Collected data
┄┄┄┄┄┄┄┄┄┄

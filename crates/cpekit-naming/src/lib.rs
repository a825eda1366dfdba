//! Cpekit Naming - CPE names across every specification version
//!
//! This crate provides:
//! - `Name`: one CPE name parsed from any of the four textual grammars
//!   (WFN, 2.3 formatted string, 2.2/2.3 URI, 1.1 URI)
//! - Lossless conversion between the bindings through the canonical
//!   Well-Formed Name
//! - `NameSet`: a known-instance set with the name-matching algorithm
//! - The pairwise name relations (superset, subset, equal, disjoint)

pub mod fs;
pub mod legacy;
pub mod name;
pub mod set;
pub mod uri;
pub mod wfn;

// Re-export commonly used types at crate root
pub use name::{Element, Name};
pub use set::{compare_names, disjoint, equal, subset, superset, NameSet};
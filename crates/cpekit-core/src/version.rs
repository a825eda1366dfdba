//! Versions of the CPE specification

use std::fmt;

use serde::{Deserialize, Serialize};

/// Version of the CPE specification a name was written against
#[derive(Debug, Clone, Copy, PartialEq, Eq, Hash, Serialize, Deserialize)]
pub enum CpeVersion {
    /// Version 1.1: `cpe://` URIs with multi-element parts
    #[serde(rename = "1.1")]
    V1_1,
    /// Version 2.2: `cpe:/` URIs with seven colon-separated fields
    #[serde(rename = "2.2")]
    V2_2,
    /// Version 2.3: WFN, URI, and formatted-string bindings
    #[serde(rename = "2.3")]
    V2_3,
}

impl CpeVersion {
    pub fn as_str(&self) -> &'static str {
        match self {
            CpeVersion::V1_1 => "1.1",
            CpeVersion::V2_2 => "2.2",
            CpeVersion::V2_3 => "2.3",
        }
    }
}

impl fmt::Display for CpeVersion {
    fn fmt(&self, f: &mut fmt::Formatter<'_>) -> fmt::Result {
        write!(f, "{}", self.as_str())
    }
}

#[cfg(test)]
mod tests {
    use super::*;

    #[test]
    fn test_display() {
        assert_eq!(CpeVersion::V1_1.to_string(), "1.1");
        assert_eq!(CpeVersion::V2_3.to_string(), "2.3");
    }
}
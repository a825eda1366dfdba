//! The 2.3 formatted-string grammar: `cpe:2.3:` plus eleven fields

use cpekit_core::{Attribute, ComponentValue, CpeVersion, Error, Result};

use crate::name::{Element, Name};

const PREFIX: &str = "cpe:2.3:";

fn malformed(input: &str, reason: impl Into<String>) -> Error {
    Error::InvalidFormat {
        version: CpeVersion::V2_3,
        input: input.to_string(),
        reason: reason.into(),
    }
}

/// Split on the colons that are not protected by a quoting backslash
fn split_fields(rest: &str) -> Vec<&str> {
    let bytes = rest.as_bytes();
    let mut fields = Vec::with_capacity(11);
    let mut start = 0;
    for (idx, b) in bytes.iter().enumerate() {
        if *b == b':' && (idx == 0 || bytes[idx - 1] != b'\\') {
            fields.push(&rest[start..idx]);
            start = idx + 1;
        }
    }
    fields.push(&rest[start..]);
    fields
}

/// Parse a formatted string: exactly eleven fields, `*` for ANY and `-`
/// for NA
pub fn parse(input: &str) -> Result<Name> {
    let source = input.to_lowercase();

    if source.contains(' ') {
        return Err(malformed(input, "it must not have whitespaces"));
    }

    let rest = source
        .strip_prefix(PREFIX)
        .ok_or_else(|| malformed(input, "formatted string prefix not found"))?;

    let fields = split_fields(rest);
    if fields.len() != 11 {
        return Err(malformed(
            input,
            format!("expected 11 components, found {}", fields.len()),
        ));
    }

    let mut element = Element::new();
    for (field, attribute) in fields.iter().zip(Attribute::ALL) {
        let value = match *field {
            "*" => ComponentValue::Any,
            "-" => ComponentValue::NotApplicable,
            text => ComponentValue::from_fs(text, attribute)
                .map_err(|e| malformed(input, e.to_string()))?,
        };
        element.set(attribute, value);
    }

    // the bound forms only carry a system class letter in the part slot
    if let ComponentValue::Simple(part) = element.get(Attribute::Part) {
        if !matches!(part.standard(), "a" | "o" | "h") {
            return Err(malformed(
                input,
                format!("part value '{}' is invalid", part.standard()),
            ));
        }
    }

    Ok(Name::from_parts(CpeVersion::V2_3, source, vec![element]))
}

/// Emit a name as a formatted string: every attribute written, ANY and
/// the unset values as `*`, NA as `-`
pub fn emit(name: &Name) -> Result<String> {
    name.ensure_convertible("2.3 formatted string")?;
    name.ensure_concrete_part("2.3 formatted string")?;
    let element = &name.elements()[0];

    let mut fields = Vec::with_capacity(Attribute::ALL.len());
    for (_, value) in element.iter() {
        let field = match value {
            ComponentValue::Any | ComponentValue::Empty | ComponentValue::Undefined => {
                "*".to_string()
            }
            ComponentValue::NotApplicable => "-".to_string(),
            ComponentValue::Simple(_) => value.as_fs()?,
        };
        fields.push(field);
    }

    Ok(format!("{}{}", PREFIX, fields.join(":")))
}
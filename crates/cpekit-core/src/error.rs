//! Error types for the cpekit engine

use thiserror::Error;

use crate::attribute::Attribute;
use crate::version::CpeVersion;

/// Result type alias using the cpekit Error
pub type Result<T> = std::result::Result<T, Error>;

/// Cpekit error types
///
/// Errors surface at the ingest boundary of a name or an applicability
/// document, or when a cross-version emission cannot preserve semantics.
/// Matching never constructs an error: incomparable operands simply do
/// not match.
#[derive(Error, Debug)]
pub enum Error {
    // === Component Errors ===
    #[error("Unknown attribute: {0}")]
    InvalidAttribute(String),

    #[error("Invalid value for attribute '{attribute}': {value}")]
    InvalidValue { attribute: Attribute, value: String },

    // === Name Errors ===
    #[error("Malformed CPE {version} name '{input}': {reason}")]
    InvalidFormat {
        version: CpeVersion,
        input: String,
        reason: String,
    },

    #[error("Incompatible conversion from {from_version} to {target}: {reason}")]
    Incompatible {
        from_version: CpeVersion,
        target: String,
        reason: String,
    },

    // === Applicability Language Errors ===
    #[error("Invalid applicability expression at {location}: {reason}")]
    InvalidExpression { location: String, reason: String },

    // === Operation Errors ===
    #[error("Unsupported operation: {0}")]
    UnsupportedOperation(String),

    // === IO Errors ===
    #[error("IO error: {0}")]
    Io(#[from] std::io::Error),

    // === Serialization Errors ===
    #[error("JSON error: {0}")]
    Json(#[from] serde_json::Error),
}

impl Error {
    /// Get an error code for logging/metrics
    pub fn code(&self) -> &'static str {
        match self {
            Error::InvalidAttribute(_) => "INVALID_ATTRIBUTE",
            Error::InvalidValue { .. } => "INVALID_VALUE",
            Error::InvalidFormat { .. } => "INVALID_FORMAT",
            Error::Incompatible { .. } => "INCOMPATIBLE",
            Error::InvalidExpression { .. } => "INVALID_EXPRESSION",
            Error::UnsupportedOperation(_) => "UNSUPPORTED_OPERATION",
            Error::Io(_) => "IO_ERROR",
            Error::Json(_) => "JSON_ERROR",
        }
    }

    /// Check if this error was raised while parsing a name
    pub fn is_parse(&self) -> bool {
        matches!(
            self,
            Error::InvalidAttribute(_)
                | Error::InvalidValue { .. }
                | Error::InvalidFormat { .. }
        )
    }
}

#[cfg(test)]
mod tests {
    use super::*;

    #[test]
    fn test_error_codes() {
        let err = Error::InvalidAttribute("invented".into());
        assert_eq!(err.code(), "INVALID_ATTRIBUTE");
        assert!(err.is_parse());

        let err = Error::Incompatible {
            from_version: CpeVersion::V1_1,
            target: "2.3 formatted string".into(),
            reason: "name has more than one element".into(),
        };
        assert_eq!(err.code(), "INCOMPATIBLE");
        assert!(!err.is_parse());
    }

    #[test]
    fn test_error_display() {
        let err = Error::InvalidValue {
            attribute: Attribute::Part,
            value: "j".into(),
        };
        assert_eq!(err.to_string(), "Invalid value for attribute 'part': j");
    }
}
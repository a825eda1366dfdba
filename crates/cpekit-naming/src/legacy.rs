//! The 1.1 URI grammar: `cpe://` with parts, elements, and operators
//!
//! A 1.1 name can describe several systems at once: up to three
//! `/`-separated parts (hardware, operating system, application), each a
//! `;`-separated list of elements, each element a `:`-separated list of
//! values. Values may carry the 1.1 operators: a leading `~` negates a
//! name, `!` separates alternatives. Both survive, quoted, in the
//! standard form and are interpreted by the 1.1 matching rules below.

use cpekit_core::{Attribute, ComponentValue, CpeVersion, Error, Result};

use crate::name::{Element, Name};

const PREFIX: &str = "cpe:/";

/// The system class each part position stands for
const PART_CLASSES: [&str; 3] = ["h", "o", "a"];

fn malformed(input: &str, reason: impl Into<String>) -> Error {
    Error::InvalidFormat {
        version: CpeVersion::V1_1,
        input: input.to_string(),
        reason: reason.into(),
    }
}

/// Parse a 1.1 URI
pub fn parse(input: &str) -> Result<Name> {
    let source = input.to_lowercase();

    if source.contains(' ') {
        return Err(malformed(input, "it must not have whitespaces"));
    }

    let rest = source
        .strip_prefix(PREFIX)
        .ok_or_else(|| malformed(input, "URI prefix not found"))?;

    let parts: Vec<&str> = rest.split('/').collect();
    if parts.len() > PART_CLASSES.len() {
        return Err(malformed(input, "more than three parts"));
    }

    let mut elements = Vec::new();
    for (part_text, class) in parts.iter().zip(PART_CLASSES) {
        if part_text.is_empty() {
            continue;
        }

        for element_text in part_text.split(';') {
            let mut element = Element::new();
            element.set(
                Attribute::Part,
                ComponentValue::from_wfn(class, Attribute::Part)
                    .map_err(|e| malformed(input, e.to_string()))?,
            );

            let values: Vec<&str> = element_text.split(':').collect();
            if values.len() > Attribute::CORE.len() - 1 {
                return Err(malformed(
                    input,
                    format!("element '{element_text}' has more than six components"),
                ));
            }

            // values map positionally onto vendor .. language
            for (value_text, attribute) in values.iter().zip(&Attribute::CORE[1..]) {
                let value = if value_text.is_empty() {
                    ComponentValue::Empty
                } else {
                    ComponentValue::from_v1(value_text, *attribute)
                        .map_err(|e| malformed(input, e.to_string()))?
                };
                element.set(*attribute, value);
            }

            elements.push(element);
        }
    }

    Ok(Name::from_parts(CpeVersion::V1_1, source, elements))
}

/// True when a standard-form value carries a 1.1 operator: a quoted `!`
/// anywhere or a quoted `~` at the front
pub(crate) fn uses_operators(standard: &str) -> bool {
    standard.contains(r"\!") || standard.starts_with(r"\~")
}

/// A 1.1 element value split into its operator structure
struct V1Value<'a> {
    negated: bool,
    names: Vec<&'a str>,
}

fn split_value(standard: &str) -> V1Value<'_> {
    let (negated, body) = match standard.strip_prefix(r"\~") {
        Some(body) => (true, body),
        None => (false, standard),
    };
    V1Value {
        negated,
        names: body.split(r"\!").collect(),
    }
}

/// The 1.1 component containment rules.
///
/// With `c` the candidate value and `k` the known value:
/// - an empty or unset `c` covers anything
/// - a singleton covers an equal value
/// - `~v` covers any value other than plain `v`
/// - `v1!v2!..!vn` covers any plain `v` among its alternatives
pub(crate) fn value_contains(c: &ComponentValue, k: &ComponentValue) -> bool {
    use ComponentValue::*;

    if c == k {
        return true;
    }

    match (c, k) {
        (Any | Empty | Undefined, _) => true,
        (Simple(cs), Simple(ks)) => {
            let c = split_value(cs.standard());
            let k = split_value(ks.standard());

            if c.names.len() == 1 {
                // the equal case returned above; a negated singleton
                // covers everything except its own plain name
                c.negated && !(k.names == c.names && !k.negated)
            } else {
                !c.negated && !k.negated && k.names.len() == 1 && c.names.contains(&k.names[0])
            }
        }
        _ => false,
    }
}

┄┄┄┄┄┄┄┄┄┄

Prompt> Pick out every line above that contains the word "more" and copy it.

Solution for this task>
            reason: "name has more than one element".into(),
        return Err(malformed(input, "more than three parts"));
                    format!("element '{element_text}' has more than six components"),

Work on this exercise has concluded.